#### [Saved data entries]
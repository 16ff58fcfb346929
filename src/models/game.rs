
use std::fmt;

use chrono::{NaiveDate, NaiveDateTime};
use itertools::Itertools;
use serde::Deserialize;

const RELEASE_DATE_FORMAT: &str = "%Y-%m-%d";
const UPDATED_FORMAT: &str = "%Y-%m-%dT%H:%M:%S";

/// A single game as listed by the RAWG catalog.
///
/// RAWG marks nearly everything as nullable, so every field except `rating` is optional and
/// decodes to `None` when absent or `null`. A result without a `rating` fails to decode.
#[derive(Clone, Debug, Deserialize, PartialEq)]
pub struct GameSummary {
    pub id: Option<u64>,
    pub slug: Option<String>,
    pub name: Option<String>,
    pub released: Option<String>,
    pub tba: Option<bool>,
    pub background_image: Option<String>,
    pub rating: f64,
    pub rating_top: Option<u32>,
    pub ratings: Option<Vec<RatingBreakdown>>,
    pub ratings_count: Option<u64>,
    pub reviews_text_count: Option<u64>,
    pub added: Option<u64>,
    pub added_by_status: Option<AddedByStatus>,
    pub metacritic: Option<u32>,
    pub playtime: Option<u32>,
    pub suggestions_count: Option<u64>,
    pub updated: Option<String>,
    pub esrb_rating: Option<EsrbRating>,
    pub platforms: Option<Vec<PlatformBinding>>,
    pub genres: Option<Vec<Genre>>,
}

#[derive(Clone, Debug, Deserialize, PartialEq)]
pub struct RatingBreakdown {
    pub id: Option<u32>,
    pub title: Option<String>,
    pub count: Option<u64>,
    pub percent: Option<f64>,
}

/// How many RAWG users have the game in each library state
#[derive(Clone, Debug, Deserialize, PartialEq)]
pub struct AddedByStatus {
    pub yet: Option<u64>,
    pub owned: Option<u64>,
    pub beaten: Option<u64>,
    pub toplay: Option<u64>,
    pub dropped: Option<u64>,
    pub playing: Option<u64>,
}

#[derive(Clone, Debug, Deserialize, PartialEq)]
pub struct EsrbRating {
    pub id: Option<u32>,
    pub slug: Option<String>,
    pub name: Option<String>,
}

#[derive(Clone, Debug, Deserialize, PartialEq)]
pub struct PlatformBinding {
    pub platform: Option<Platform>,
    pub released_at: Option<String>,
    pub requirements: Option<Requirements>,
}

#[derive(Clone, Debug, Deserialize, PartialEq)]
pub struct Platform {
    pub id: Option<u32>,
    pub slug: Option<String>,
    pub name: Option<String>,
}

#[derive(Clone, Debug, Deserialize, PartialEq)]
pub struct Requirements {
    pub minimum: Option<String>,
    pub recommended: Option<String>,
}

#[derive(Clone, Debug, Deserialize, PartialEq)]
pub struct Genre {
    pub id: Option<u32>,
    pub name: Option<String>,
    pub slug: Option<String>,
    pub games_count: Option<u64>,
    pub image_background: Option<String>,
}

/// Broad hardware family a platform slug belongs to, used for compact platform badges
#[derive(Clone, Copy, Debug, Eq, Hash, PartialEq)]
pub enum PlatformFamily {
    PlayStation,
    Xbox,
    Pc,
    Mac,
    Ios,
}

impl PlatformFamily {
    /// Classify a RAWG platform slug. Order matters: "ps" is checked before "pc" and so on.
    pub fn from_slug(slug: &str) -> Option<PlatformFamily> {
        let slug = slug.to_lowercase();

        if slug.contains("playstation") || slug.contains("ps") {
            Some(PlatformFamily::PlayStation)
        } else if slug.contains("xbox") {
            Some(PlatformFamily::Xbox)
        } else if slug.contains("pc") || slug.contains("windows") {
            Some(PlatformFamily::Pc)
        } else if slug.contains("mac") || slug.contains("apple") {
            Some(PlatformFamily::Mac)
        } else if slug.contains("ios") || slug.contains("iphone") {
            Some(PlatformFamily::Ios)
        } else {
            None
        }
    }
}

impl fmt::Display for PlatformFamily {
    fn fmt(&self, f: &mut fmt::Formatter<'_>) -> fmt::Result {
        let label = match self {
            PlatformFamily::PlayStation => "PlayStation",
            PlatformFamily::Xbox => "Xbox",
            PlatformFamily::Pc => "PC",
            PlatformFamily::Mac => "Mac",
            PlatformFamily::Ios => "iOS",
        };
        write!(f, "{}", label)
    }
}

#[derive(Clone, Copy, Debug, Eq, PartialEq)]
pub enum MetacriticBand {
    Favorable,
    Mixed,
    Unfavorable,
}

impl MetacriticBand {
    pub fn from_score(score: u32) -> MetacriticBand {
        if score >= 75 {
            MetacriticBand::Favorable
        } else if score >= 50 {
            MetacriticBand::Mixed
        } else {
            MetacriticBand::Unfavorable
        }
    }
}

impl GameSummary {
    /// Display name, falling back to the slug for the odd nameless record
    pub fn display_name(&self) -> &str {
        self.name
            .as_deref()
            .or(self.slug.as_deref())
            .unwrap_or("Untitled")
    }

    /// No release date announced yet: `released` is absent or empty
    pub fn is_unannounced(&self) -> bool {
        self.released.as_deref().map(str::is_empty).unwrap_or(true)
    }

    pub fn release_date(&self) -> Option<NaiveDate> {
        self.released
            .as_deref()
            .and_then(|r| NaiveDate::parse_from_str(r, RELEASE_DATE_FORMAT).ok())
    }

    /// Short release date as shown on result cards, e.g. "19/05/2015"
    pub fn formatted_release_date(&self) -> String {
        if self.is_unannounced() {
            return "No release date".to_string();
        }

        match self.release_date() {
            Some(d) => d.format("%d/%m/%Y").to_string(),
            None => self.released.clone().unwrap_or_default(),
        }
    }

    /// Long release date as shown on the details screen, e.g. "May 19, 2015"
    pub fn long_release_date(&self) -> Option<String> {
        let raw = self.released.as_deref().filter(|r| !r.is_empty())?;

        Some(
            self.release_date()
                .map(|d| d.format("%b %-d, %Y").to_string())
                .unwrap_or_else(|| raw.to_string())
        )
    }

    pub fn updated_at(&self) -> Option<NaiveDateTime> {
        self.updated
            .as_deref()
            .and_then(|u| NaiveDateTime::parse_from_str(u, UPDATED_FORMAT).ok())
    }

    /// Distinct platform families in the order RAWG lists the platforms
    pub fn platform_families(&self) -> Vec<PlatformFamily> {
        self.platforms
            .iter()
            .flatten()
            .filter_map(|binding| binding.platform.as_ref()?.slug.as_deref())
            .filter_map(PlatformFamily::from_slug)
            .unique()
            .collect()
    }

    /// A score of 0 means RAWG has no metacritic data even when the field is present
    pub fn metacritic_band(&self) -> Option<MetacriticBand> {
        self.metacritic
            .filter(|&score| score > 0)
            .map(MetacriticBand::from_score)
    }

    pub fn genre_names(&self) -> Vec<&str> {
        self.genres
            .iter()
            .flatten()
            .filter_map(|g| g.name.as_deref())
            .collect()
    }
}
pub mod query;


use async_trait::async_trait;
use thiserror::Error;
use tokio::task::{self, JoinError};
use tracing::{debug, warn};
use ureq;

use crate::models::game::GameSummary;
use crate::models::rawg::GameListResponse;

pub use query::CatalogQuery;

pub const DEFAULT_BASE_URL: &str = "https://api.rawg.io/api";

/// Why a fetch came back empty. Only used for logging: callers of `fetch_games` just see an
/// empty list.
#[derive(Error, Debug)]
pub enum CatalogError {
    #[error("No RAWG API key configured")]
    MissingCredential,
    #[error("Could not reach RAWG: {0}")]
    Transport(ureq::Transport),
    #[error("RAWG responded with status {0}")]
    Status(u16),
    #[error("Failed to read response body from RAWG: {0}")]
    Io(#[from] std::io::Error),
    #[error("Bad JSON response from RAWG: {0}")]
    Decode(#[from] serde_json::Error),
    #[error("Fetch worker failed: {0}")]
    Worker(#[from] JoinError),
}

impl From<ureq::Error> for CatalogError {
    fn from(e: ureq::Error) -> Self {
        match e {
            ureq::Error::Status(code, _) => CatalogError::Status(code),
            ureq::Error::Transport(t) => CatalogError::Transport(t),
        }
    }
}

pub type Result<T> = std::result::Result<T, CatalogError>;

#[async_trait]
pub trait GameCatalogHandling: Send + Sync {
    /// List games matching the query. Any failure is logged and yields an empty list.
    async fn fetch_games(&self, query: &CatalogQuery) -> Vec<GameSummary>;
}

#[derive(Clone, Debug)]
pub struct RawgClient {
    api_key: Option<String>,
    base_url: String,
}

impl RawgClient {
    /// An empty key counts as no key at all
    pub fn new(api_key: Option<&str>, base_url: &str) -> RawgClient {
        RawgClient {
            api_key: api_key.filter(|k| !k.is_empty()).map(str::to_string),
            base_url: base_url.to_string(),
        }
    }

    pub(crate) async fn try_fetch_games(&self, query: &CatalogQuery) -> Result<Vec<GameSummary>> {
        let api_key = self.api_key.as_deref().ok_or(CatalogError::MissingCredential)?;
        let url = query.url(&self.base_url, api_key);

        debug!(?query, "Fetching games from RAWG");

        // ureq blocks, so keep it off the async workers
        let page = task::spawn_blocking(move || get_games_page(&url)).await??;

        Ok(page.results)
    }
}

fn get_games_page(url: &str) -> Result<GameListResponse> {
    let res = ureq::get(url)
        .set("Content-Type", "application/json")
        .call()?;

    // ureq only errors on 4xx/5xx; anything but a plain 200 is still a failure here
    if res.status() != 200 {
        return Err(CatalogError::Status(res.status()));
    }

    let raw = res.into_string()?;
    Ok(serde_json::from_str::<GameListResponse>(&raw)?)
}

#[async_trait]
impl GameCatalogHandling for RawgClient {
    async fn fetch_games(&self, query: &CatalogQuery) -> Vec<GameSummary> {
        match self.try_fetch_games(query).await {
            Ok(games) => {
                debug!(count = games.len(), "Fetched games from RAWG");
                games
            }
            Err(e) => {
                warn!("Fetching games failed, showing no results: {}", e);
                vec![]
            }
        }
    }
}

#### [Exercise]
Answer with one number only: how many lines above contain the word "CatalogQuery".

#### [Answer]
4